Well, no, because they still have an appeal pending before the Second Circuit. So that case now, it kind of ironically will likely be slowed down because the district Court probably won't do anything with it until the Second Circuit rules. And all the Second Circuit has done now is to say we're denying your requests for immediate relief. Said, hey, Second Circuit, while you're deciding our appeal, you need to enter an injunction right now and then decide the appeal. So the Second Circuits said, okay, well, we've got this appeal, but we're not going to give you immediate relief while we're deciding it. We're going to decide the appeal now. So they still have to decide the appeal in the Second Circuit, So that's going to slow them down a little bit. In the West Point case.
How have universities been dealing with the Supreme Court's affirmative action decision? Have they been considering race holistically?
No one is saying that they're considering race anymore. So I have to imagine that they have all stopped using race. They all changed their admissions policies to stop using race as a factor, because the Supreme Court said to do so is unconstitutional and we will have to see after this admission cycle what difference that makes, if any, in the diversity of the classes that they end up with.
Dartmouth's College will once again require standardized testing for applicants.
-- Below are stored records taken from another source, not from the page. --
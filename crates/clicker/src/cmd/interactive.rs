//! Interactive command - tap buttons from stdin in real time

use super::effective_config;
use anyhow::{Context, Result};
use clicker_lib::config::ConfigOverrides;
use clicker_lib::{ButtonId, MainActivity, TerminalSurface};
use owo_colors::OwoColorize;
use rapidclick::SystemClock;
use std::path::Path;
use std::rc::Rc;
use std::sync::Arc;
use tokio::io::{AsyncBufReadExt, BufReader};
use tracing::debug;

pub async fn run(config_path: Option<&Path>, overrides: &ConfigOverrides) -> Result<()> {
    let config = effective_config(config_path, overrides)?;
    let intent = MainActivity::launch_intent(&config).context("Failed to build launch intent")?;
    let mut activity = MainActivity::on_create(
        Rc::new(TerminalSurface),
        Arc::new(SystemClock),
        &intent,
        &config.debounce,
    );

    eprintln!(
        "{} {}",
        "Tap away:".bold(),
        "s = short toast, l = long toast, q = quit".dimmed()
    );

    let mut lines = BufReader::new(tokio::io::stdin()).lines();
    while let Some(line) = lines.next_line().await.context("Failed to read stdin")? {
        let input = line.trim();
        if input.is_empty() {
            continue;
        }
        if matches!(input, "q" | "quit" | "exit") {
            break;
        }

        match ButtonId::from_name(input) {
            Some(id) => {
                debug!(button = %id, "tap");
                activity.click(id);
            }
            None => eprintln!("{} unknown input '{}'", "?".yellow(), input),
        }
    }

    Ok(())
}
//! Minimal button widget

use rapidclick::OnClick;
use std::fmt;

/// A labelled button holding at most one click listener
pub struct Button {
    label: String,
    listener: Option<Box<dyn FnMut()>>,
}

impl Button {
    pub fn new(label: impl Into<String>) -> Self {
        Self {
            label: label.into(),
            listener: None,
        }
    }

    pub fn label(&self) -> &str {
        &self.label
    }

    pub fn has_listener(&self) -> bool {
        self.listener.is_some()
    }

    /// Deliver a click to the listener
    ///
    /// Returns `false` if no listener is attached.
    pub fn perform_click(&mut self) -> bool {
        match self.listener.as_mut() {
            Some(listener) => {
                listener();
                true
            }
            None => false,
        }
    }
}

impl OnClick for Button {
    fn set_on_click_listener(&mut self, listener: Box<dyn FnMut()>) {
        self.listener = Some(listener);
    }
}

impl fmt::Debug for Button {
    fn fmt(&self, f: &mut fmt::Formatter<'_>) -> fmt::Result {
        f.debug_struct("Button")
            .field("label", &self.label)
            .field("has_listener", &self.has_listener())
            .finish()
    }
}
//! CLI command implementations

pub mod config;
pub mod interactive;
pub mod replay;

use anyhow::{Context, Result};
use clicker_lib::config::{load, AppConfig, ConfigOverrides};
use std::path::Path;

/// Load the config file, then apply command-line overrides
pub fn effective_config(path: Option<&Path>, overrides: &ConfigOverrides) -> Result<AppConfig> {
    let mut config = load(path).context("Failed to load configuration")?;
    overrides.apply(&mut config);
    config.validate().context("Invalid configuration")?;
    Ok(config)
}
It's following MIT in reversing a pandemic error shift away from tests such as the SAT and ACT. Dartmouth said in a statement today that restoring the testing mandate will help attract the most promising and diverse students to our campuses. I've been talking to Audrey Anderson, head of the higher education practice at Bass, Barry and Simms. Audrey Dartmouth says this is going to attract more diverse candidates. But I thought there was a complaint about standardized testing, that it's unfair to lower income students.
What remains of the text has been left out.